* **Action item**: Every line of the entries with the word "prev" in it should be shown.

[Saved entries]
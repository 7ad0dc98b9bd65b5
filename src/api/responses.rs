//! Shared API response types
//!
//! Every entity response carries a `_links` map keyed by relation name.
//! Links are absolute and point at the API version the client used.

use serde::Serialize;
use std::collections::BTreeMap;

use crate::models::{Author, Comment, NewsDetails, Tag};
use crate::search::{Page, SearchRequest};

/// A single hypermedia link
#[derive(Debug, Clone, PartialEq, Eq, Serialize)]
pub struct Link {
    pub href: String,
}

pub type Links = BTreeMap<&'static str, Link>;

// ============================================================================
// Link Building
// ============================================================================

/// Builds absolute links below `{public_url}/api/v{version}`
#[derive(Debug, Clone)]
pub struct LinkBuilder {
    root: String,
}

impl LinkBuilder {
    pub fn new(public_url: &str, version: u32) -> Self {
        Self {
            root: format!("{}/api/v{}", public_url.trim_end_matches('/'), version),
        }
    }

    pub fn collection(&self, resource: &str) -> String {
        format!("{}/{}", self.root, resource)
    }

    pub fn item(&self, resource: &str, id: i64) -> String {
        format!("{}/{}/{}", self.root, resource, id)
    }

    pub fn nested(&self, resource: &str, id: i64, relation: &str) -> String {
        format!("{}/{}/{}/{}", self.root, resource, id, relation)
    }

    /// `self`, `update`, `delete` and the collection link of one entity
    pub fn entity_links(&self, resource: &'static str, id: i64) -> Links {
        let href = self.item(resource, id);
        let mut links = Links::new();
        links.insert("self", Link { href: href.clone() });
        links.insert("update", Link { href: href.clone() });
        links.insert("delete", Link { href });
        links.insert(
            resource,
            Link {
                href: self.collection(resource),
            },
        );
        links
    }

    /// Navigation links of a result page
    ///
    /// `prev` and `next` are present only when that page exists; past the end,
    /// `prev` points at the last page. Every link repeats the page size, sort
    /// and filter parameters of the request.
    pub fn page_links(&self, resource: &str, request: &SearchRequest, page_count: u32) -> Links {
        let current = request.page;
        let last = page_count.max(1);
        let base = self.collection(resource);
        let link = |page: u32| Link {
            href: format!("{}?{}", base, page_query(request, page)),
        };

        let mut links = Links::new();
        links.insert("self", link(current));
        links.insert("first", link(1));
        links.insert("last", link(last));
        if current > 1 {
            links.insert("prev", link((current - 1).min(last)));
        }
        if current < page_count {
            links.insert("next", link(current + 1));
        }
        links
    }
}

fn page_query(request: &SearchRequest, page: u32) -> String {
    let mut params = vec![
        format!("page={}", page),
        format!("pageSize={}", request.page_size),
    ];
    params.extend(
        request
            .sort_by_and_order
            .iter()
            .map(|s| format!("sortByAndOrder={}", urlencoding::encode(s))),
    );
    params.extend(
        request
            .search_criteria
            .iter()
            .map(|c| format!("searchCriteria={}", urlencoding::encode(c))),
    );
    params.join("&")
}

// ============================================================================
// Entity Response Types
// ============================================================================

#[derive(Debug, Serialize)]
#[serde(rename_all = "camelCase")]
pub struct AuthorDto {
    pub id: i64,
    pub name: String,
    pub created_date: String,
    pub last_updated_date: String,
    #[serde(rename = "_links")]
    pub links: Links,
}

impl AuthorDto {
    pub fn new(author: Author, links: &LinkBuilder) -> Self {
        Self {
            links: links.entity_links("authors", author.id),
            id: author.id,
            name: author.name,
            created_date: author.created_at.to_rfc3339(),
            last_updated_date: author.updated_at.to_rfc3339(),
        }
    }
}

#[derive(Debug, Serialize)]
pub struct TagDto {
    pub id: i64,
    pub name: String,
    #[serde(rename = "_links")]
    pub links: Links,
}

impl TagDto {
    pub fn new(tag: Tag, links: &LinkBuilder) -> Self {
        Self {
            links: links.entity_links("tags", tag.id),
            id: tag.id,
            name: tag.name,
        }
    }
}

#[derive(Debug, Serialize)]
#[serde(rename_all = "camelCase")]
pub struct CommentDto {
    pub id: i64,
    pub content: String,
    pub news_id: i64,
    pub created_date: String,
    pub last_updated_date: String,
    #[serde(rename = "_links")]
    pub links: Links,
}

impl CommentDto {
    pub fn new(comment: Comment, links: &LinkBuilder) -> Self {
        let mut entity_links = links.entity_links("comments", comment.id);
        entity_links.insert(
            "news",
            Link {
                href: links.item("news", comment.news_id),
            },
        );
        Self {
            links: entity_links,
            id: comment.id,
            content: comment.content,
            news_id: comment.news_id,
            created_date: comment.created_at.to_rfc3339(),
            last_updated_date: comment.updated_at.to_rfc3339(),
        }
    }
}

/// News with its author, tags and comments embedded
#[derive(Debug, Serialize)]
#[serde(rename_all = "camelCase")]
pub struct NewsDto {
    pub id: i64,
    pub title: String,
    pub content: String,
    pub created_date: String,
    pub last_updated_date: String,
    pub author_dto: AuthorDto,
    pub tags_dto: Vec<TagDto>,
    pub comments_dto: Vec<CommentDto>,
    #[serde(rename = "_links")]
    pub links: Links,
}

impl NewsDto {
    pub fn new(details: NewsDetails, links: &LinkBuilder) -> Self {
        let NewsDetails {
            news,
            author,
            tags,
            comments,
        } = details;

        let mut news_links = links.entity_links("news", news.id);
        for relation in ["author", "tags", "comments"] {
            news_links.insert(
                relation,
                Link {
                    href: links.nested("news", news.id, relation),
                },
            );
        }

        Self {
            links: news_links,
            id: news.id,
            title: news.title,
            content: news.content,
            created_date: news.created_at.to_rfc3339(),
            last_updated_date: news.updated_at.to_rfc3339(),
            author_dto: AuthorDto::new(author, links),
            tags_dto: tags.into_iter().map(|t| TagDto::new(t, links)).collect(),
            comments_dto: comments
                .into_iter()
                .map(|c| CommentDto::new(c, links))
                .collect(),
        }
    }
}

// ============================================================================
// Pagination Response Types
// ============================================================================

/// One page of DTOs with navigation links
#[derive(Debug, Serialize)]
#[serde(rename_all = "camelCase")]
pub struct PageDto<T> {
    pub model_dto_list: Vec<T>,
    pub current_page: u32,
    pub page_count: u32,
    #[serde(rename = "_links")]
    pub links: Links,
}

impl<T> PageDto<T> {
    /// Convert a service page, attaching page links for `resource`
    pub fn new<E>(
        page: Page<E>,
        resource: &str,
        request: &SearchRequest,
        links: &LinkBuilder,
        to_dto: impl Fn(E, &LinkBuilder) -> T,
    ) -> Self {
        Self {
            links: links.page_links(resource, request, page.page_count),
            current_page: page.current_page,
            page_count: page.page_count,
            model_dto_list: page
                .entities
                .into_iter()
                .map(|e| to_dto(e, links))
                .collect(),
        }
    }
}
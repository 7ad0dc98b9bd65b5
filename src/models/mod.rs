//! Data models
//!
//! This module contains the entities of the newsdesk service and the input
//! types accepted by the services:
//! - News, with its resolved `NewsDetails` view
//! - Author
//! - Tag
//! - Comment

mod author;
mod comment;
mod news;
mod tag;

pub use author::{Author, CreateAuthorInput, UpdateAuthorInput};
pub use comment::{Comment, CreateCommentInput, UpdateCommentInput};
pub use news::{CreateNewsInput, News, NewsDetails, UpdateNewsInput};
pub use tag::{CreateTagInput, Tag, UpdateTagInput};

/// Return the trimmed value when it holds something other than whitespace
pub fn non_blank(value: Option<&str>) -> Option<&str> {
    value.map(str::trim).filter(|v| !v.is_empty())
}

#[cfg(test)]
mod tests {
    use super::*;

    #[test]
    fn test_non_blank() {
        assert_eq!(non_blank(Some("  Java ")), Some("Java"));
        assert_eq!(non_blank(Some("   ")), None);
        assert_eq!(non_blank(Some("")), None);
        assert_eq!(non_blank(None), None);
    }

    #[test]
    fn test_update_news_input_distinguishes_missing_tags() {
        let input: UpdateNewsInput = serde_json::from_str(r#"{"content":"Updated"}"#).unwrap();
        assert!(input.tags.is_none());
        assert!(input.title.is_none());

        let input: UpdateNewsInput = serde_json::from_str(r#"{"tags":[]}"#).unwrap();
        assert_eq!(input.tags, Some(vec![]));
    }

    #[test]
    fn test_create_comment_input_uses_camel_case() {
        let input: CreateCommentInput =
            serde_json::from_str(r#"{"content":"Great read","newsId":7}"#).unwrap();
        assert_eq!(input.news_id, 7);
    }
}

* **Solution to this task**:
    /// `prev` and `next` are present only when that page exists; past the end,
    /// `prev` points at the last page. Every link repeats the page size, sort
            links.insert("prev", link((current - 1).min(last)));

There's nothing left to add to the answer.